Collected data:
········

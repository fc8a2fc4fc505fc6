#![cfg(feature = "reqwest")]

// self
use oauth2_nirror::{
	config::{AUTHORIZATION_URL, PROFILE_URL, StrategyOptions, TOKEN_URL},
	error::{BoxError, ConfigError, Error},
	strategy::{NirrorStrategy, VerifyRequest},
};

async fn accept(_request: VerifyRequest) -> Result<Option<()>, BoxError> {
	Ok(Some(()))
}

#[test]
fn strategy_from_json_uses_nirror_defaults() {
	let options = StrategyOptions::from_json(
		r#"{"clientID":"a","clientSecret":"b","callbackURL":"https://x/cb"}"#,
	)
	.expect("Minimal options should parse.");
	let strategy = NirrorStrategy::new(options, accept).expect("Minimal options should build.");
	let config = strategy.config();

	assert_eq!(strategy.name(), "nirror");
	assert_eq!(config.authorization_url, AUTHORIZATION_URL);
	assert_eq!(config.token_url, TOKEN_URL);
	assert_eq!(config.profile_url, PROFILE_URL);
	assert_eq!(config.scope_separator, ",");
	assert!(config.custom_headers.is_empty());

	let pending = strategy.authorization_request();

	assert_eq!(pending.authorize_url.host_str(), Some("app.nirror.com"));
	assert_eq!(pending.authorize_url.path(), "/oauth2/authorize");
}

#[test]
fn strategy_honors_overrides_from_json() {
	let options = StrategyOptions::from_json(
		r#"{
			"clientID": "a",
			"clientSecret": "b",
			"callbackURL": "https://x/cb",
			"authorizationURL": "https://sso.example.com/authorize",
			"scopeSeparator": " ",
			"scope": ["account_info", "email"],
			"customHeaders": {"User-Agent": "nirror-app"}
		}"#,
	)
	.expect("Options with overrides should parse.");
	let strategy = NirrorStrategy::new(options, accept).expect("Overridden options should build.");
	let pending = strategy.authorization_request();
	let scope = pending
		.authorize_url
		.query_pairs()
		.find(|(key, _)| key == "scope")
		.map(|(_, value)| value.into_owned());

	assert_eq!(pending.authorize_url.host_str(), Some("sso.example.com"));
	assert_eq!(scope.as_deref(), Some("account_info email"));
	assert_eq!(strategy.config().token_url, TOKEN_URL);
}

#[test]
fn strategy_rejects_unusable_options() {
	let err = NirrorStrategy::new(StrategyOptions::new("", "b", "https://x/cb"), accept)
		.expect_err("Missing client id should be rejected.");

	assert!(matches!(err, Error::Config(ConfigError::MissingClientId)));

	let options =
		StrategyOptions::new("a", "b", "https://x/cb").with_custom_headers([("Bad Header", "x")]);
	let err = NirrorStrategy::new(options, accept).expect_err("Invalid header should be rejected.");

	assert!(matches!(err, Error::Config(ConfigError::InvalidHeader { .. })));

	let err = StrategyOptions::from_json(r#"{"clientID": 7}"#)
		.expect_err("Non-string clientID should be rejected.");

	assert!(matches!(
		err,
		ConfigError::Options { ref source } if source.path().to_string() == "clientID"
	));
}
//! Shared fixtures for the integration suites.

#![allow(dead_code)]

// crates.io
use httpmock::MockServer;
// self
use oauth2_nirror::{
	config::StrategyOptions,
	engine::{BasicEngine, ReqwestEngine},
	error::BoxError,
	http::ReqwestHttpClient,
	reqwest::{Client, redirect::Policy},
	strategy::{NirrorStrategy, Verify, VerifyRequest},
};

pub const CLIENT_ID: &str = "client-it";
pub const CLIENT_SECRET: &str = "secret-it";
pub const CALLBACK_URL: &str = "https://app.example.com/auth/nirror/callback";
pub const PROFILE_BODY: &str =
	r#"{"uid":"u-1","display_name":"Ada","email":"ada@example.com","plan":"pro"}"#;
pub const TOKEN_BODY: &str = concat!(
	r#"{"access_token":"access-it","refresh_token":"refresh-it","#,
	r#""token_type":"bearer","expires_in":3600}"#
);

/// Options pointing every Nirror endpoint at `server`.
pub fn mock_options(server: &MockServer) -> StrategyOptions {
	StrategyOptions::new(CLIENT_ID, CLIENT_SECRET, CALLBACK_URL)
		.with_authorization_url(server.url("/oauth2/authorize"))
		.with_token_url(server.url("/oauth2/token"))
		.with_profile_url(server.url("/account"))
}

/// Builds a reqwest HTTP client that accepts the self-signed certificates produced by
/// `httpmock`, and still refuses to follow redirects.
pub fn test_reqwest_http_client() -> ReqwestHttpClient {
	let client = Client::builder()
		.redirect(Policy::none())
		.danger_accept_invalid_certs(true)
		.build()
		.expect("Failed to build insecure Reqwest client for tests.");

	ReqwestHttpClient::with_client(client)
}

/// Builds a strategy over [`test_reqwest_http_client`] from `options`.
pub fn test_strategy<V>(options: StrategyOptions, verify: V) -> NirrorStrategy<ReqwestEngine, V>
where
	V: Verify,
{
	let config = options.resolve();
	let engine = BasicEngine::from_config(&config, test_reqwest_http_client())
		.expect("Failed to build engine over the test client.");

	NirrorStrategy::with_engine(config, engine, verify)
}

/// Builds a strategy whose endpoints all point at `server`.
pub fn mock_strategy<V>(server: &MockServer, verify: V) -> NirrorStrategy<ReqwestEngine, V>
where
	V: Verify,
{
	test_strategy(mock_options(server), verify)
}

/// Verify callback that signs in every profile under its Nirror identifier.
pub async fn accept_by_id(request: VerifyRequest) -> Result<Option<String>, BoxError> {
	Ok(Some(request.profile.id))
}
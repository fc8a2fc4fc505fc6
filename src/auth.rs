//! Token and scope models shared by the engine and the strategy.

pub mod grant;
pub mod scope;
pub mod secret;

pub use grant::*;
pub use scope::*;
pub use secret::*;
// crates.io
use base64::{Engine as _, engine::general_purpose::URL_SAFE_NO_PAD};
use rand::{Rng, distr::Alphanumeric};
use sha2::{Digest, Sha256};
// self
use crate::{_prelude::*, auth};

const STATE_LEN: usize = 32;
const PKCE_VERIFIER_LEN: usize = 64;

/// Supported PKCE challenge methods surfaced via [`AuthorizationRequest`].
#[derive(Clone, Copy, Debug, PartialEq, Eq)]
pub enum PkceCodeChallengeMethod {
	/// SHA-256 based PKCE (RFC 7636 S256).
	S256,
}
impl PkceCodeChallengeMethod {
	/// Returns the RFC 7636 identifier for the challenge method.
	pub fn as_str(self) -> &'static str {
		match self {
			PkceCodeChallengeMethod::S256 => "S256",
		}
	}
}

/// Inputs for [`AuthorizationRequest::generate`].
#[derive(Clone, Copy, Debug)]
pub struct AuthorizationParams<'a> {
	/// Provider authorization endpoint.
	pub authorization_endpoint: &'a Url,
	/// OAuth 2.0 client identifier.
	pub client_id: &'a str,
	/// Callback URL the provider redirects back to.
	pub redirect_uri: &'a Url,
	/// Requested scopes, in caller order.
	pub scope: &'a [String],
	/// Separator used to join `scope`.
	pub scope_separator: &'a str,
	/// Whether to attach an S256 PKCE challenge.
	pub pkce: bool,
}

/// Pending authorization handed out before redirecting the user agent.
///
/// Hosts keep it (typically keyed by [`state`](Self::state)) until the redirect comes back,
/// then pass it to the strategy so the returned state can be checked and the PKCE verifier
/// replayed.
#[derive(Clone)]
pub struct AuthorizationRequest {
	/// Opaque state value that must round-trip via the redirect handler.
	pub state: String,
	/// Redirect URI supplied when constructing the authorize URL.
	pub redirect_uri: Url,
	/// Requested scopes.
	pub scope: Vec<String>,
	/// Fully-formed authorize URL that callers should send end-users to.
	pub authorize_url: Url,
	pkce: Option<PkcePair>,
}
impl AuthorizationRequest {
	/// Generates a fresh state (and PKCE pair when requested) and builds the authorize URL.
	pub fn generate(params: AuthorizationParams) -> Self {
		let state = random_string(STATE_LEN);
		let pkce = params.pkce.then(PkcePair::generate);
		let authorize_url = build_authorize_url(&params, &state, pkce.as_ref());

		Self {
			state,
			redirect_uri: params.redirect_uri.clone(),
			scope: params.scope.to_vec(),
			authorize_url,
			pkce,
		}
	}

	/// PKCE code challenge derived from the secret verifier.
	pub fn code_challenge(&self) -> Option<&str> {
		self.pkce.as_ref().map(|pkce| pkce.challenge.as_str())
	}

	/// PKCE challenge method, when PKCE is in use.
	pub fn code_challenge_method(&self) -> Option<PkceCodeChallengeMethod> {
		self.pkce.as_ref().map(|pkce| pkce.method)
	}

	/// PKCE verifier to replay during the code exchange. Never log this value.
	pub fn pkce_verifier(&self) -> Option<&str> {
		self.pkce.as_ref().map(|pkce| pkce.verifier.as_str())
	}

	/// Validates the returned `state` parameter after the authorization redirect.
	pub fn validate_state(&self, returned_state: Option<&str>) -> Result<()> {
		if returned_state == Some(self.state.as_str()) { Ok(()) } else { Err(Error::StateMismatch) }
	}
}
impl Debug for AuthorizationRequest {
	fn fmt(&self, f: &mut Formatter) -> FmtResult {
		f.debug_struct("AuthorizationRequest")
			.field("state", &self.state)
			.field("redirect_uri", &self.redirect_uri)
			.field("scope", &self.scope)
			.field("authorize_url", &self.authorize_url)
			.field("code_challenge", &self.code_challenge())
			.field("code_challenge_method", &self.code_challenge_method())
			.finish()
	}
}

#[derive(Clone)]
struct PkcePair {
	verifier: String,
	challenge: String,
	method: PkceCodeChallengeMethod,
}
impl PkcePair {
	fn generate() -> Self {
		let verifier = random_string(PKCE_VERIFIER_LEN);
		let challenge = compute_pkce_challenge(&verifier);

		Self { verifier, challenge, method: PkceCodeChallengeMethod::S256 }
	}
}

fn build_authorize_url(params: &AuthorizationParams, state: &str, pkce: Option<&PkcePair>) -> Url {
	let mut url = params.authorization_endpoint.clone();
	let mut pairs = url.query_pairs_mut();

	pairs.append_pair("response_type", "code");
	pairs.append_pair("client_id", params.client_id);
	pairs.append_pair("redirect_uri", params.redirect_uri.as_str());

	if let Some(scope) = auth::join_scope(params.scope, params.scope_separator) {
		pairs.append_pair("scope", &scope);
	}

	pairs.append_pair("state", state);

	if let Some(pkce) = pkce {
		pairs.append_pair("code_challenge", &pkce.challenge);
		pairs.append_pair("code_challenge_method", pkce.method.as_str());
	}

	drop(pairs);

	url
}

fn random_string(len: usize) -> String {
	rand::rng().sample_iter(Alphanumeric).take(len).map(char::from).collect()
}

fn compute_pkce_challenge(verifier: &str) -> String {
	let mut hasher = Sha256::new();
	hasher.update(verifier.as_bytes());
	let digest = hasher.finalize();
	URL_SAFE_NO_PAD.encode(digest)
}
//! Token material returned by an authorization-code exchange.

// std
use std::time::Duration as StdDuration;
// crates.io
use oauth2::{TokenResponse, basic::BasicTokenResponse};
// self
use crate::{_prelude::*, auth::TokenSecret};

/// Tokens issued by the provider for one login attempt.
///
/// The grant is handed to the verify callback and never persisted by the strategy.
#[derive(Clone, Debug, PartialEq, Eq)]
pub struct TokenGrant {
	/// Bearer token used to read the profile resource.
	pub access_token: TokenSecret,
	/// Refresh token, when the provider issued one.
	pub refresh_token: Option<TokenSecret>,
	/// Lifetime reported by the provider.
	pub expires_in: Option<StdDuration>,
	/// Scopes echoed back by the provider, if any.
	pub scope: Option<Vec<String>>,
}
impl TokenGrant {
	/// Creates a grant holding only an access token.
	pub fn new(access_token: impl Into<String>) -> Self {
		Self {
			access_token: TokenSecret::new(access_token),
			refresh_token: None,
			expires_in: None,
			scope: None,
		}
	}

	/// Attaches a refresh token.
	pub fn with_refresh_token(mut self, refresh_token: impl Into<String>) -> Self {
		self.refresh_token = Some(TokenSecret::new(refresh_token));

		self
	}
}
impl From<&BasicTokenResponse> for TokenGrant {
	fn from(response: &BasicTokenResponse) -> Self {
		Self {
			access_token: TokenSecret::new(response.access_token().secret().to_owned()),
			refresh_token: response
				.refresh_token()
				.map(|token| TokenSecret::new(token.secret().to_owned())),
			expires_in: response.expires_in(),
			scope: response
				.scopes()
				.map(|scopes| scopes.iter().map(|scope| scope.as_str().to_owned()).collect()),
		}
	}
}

········

▶ **Try it**: Word for word, restate the data above from its first line down to and including the line with "with overrides should".

▶ **Response area**:
repository fc8a2fc4fc505fc6
#![cfg(feature = "reqwest")]

// self
use oauth2_nirror::{
	config::{AUTHORIZATION_URL, PROFILE_URL, StrategyOptions, TOKEN_URL},
	error::{BoxError, ConfigError, Error},
	strategy::{NirrorStrategy, VerifyRequest},
};

async fn accept(_request: VerifyRequest) -> Result<Option<()>, BoxError> {
	Ok(Some(()))
}

#[test]
fn strategy_from_json_uses_nirror_defaults() {
	let options = StrategyOptions::from_json(
		r#"{"clientID":"a","clientSecret":"b","callbackURL":"https://x/cb"}"#,
	)
	.expect("Minimal options should parse.");
	let strategy = NirrorStrategy::new(options, accept).expect("Minimal options should build.");
	let config = strategy.config();

	assert_eq!(strategy.name(), "nirror");
	assert_eq!(config.authorization_url, AUTHORIZATION_URL);
	assert_eq!(config.token_url, TOKEN_URL);
	assert_eq!(config.profile_url, PROFILE_URL);
	assert_eq!(config.scope_separator, ",");
	assert!(config.custom_headers.is_empty());

	let pending = strategy.authorization_request();

	assert_eq!(pending.authorize_url.host_str(), Some("app.nirror.com"));
	assert_eq!(pending.authorize_url.path(), "/oauth2/authorize");
}

#[test]
fn strategy_honors_overrides_from_json() {
	let options = StrategyOptions::from_json(
		r#"{
			"clientID": "a",
			"clientSecret": "b",
			"callbackURL": "https://x/cb",
			"authorizationURL": "https://sso.example.com/authorize",
			"scopeSeparator": " ",
			"scope": ["account_info", "email"],
			"customHeaders": {"User-Agent": "nirror-app"}
		}"#,
	)
	.expect("Options with overrides should parse.");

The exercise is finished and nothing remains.